Les chercheurs n’ont trouvé aucun effet cohérent des médicaments COVID-19 sur les mesures de résultats. Cependant, plus de 50 % des participants ont déclaré avoir subi au moins un facteur de stress dans la vie au cours du mois précédant le suivi à 12 mois. Une nouvelle maladie personnelle, l’isolement social, l’insécurité financière et la maladie/le décès d’une connaissance proche étaient les facteurs de stress de la vie les plus courants.

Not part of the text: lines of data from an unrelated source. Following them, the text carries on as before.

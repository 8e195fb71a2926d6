//! In-memory mock database seeded with demo records.
//!
//! Mirrors the behavior of the demo backend closely enough for the console
//! to be exercised offline: logins are recorded as sessions and audit
//! events, new inputs trigger a recalculation and a snapshot, and integrity
//! runs are appended to a bounded history.

use chrono::{DateTime, Duration, Utc};
use std::collections::BTreeMap;
use tracing::debug;

use crate::error::DataError;
use crate::integrity;
use crate::recalc::recalculate;
use crate::types::{
    AuditAction, AuditEntity, AuditEvent, AuthToken, DecisionStyle, FinancialIdentity,
    FinancialIdentitySnapshot, FinancialProfileInput, IdentityTraits, IncomeType, InputType,
    IntegrityCheck, IntegrityStatus, RiskTolerance, Role, SessionStatus, User, UserSession,
    UserStatus,
};

/// Maximum number of integrity checks retained.
pub const MAX_INTEGRITY_CHECKS: usize = 20;

/// Actor recorded for events raised by the system itself.
pub const SYSTEM_ACTOR: &str = "system";

/// Actor recorded for admin-initiated changes.
pub const ADMIN_ACTOR: &str = "admin@devioz.pe";

const LOGIN_DEVICE: &str = "fice terminal";
const LOGIN_IP: &str = "127.0.0.1";

/// A new input to record via [`MockDb::add_input`].
#[derive(Debug, Clone, PartialEq)]
pub struct NewInput {
    pub input_type: InputType,
    pub input_value: String,
    /// Snapshot change reason; defaults to `Input update: <type>`.
    pub reason: Option<String>,
}

impl NewInput {
    pub fn new(input_type: InputType, input_value: impl Into<String>) -> Self {
        Self {
            input_type,
            input_value: input_value.into(),
            reason: None,
        }
    }

    pub fn with_reason(mut self, reason: impl Into<String>) -> Self {
        self.reason = Some(reason.into());
        self
    }
}

/// Everything [`MockDb::add_input`] produced.
#[derive(Debug, Clone, PartialEq)]
pub struct InputOutcome {
    pub input: FinancialProfileInput,
    pub identity: FinancialIdentity,
    pub snapshot: FinancialIdentitySnapshot,
}

/// The mock database.
///
/// Collections are kept newest first, matching how every getter returns
/// them. A single financial identity exists, owned by the demo user.
#[derive(Debug, Clone)]
pub struct MockDb {
    users: Vec<User>,
    sessions: Vec<UserSession>,
    inputs: Vec<FinancialProfileInput>,
    identity: Option<FinancialIdentity>,
    snapshots: Vec<FinancialIdentitySnapshot>,
    audit: Vec<AuditEvent>,
    integrity_checks: Vec<IntegrityCheck>,
    next_id: u64,
}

La présence de facteurs de stress était fortement liée aux symptômes post-aigus de la COVID-19 et aux mauvais scores NeuroQoL. Il y avait une association significative entre l’insécurité alimentaire et financière, le nouveau handicap/décès de contact étroit, l’isolement social et la maladie personnelle avec des mesures NeuroQoL plus mauvaises. En revanche, les nouvelles incapacités et maladies personnelles étaient associées à l’indice de Barthel et au mRS.
conclusion
En résumé, les auteurs ont trouvé des associations indépendantes de prédicteurs conventionnels de mauvais résultats, tels que l’âge avancé, un mauvais état fonctionnel pré-COVID-19 et la gravité de la maladie, avec de pires scores t-MoCA, Barthel Index et mRS et des symptômes post-aigus de la COVID-19. De plus, ils ont constaté que les facteurs de stress de la vie avaient un impact négatif sur les symptômes post-aigus du COVID-19, la dépression, la fatigue, le sommeil et les mesures d’invalidité. En tenant compte des facteurs de stress de la vie, les interventions visant à atténuer le stress de la vie sont associées à de meilleurs résultats cognitifs, neuropsychiatriques et fonctionnels 12 mois après l’hospitalisation avec COVID-19.